Stored data:
*** Block opens ***
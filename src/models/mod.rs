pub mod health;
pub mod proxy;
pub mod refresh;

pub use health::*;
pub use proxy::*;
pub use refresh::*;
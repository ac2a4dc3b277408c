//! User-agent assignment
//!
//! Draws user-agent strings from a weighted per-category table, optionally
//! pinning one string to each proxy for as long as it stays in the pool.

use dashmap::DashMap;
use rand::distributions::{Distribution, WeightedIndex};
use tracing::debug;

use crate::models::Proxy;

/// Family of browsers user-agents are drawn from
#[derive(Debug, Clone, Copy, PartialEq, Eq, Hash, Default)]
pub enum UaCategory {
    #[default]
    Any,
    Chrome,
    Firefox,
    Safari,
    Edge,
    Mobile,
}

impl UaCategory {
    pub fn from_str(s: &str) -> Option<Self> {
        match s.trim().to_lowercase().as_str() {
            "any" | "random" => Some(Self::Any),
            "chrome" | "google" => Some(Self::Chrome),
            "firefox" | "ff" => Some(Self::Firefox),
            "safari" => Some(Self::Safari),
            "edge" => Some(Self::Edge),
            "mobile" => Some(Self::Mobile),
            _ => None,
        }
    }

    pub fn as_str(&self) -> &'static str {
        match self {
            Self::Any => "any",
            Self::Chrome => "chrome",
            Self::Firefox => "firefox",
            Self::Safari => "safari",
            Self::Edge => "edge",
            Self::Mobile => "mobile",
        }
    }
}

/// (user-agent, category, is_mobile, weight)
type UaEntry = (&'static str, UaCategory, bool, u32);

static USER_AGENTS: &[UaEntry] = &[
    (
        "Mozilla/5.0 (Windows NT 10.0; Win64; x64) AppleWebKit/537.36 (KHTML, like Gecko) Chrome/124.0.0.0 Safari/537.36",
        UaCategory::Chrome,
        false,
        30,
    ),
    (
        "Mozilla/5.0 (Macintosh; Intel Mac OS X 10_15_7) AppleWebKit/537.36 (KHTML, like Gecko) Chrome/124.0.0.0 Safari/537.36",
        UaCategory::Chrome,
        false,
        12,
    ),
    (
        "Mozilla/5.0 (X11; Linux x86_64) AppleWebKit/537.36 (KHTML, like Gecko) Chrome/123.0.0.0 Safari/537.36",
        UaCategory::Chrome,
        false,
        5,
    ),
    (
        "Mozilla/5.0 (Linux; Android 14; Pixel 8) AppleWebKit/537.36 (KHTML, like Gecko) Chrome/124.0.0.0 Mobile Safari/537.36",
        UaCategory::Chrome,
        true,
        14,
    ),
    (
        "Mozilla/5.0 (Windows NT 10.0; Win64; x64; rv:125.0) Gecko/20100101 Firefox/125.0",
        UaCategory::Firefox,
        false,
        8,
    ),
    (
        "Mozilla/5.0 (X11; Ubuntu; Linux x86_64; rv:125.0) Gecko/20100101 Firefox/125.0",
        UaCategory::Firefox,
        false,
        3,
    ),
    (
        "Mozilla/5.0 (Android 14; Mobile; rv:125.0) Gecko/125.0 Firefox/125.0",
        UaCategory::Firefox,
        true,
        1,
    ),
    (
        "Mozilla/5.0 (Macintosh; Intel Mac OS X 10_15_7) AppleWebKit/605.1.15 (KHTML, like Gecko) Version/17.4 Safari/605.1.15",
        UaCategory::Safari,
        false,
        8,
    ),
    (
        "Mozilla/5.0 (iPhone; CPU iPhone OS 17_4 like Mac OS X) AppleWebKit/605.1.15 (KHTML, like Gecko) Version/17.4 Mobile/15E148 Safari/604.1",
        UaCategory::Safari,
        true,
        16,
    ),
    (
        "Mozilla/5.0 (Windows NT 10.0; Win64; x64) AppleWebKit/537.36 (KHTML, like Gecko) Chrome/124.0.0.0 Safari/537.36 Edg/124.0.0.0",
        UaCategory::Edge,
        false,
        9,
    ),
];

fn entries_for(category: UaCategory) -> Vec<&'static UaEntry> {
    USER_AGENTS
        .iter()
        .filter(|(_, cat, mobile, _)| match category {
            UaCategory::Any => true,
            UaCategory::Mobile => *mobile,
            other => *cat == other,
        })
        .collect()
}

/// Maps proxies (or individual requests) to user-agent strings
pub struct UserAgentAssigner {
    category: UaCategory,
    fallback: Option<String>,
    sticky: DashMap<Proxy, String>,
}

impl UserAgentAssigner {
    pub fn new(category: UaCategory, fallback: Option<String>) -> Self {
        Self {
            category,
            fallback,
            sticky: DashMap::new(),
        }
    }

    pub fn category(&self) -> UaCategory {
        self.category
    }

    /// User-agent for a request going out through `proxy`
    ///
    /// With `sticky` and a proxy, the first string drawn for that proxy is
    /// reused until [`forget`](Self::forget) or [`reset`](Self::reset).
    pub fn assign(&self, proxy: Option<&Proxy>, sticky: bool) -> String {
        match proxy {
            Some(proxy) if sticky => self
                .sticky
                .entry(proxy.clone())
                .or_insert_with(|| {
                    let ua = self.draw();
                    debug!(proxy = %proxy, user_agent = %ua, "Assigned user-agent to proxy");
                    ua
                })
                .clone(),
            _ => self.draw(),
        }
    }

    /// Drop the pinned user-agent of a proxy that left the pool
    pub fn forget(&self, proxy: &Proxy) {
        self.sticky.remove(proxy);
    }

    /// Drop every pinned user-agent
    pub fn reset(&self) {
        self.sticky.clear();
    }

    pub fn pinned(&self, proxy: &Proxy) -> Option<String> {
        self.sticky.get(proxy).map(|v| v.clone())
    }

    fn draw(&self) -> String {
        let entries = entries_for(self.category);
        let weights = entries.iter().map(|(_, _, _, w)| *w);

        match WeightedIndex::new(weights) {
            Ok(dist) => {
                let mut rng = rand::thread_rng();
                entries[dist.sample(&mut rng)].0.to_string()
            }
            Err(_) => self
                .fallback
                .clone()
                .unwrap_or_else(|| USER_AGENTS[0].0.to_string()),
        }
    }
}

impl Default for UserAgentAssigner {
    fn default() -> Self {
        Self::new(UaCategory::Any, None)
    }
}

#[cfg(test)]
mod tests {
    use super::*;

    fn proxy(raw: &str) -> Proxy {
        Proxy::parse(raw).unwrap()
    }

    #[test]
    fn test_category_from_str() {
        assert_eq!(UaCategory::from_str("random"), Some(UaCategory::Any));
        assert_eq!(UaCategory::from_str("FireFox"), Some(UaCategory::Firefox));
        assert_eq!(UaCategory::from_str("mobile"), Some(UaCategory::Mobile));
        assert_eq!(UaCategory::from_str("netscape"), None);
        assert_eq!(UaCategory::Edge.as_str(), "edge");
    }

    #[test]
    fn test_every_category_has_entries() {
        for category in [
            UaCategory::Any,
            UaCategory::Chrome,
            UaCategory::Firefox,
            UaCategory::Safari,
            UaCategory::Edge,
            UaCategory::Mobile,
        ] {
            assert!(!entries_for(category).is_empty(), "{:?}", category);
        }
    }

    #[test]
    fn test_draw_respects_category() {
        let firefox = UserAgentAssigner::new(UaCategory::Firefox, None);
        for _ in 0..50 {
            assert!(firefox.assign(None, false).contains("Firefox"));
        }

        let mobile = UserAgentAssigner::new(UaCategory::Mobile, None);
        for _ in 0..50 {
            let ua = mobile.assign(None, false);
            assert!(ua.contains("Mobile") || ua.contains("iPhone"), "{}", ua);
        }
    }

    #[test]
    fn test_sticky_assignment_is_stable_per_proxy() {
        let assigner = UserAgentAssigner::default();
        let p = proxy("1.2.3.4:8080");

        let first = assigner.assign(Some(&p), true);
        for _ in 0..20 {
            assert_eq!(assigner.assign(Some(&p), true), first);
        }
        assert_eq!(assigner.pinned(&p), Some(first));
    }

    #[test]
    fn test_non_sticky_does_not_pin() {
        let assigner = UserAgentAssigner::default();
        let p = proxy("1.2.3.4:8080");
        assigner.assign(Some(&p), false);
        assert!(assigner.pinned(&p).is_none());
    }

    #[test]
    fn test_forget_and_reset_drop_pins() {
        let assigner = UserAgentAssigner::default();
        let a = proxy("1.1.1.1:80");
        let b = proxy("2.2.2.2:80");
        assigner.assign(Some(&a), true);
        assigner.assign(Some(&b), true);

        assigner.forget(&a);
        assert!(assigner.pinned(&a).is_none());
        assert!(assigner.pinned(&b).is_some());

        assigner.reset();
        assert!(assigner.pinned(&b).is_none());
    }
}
*** Block closes ***
All lines above containing the string "models" are to be collected.

Solution for this problem:
filename src/models/mod.rs
use crate::models::Proxy;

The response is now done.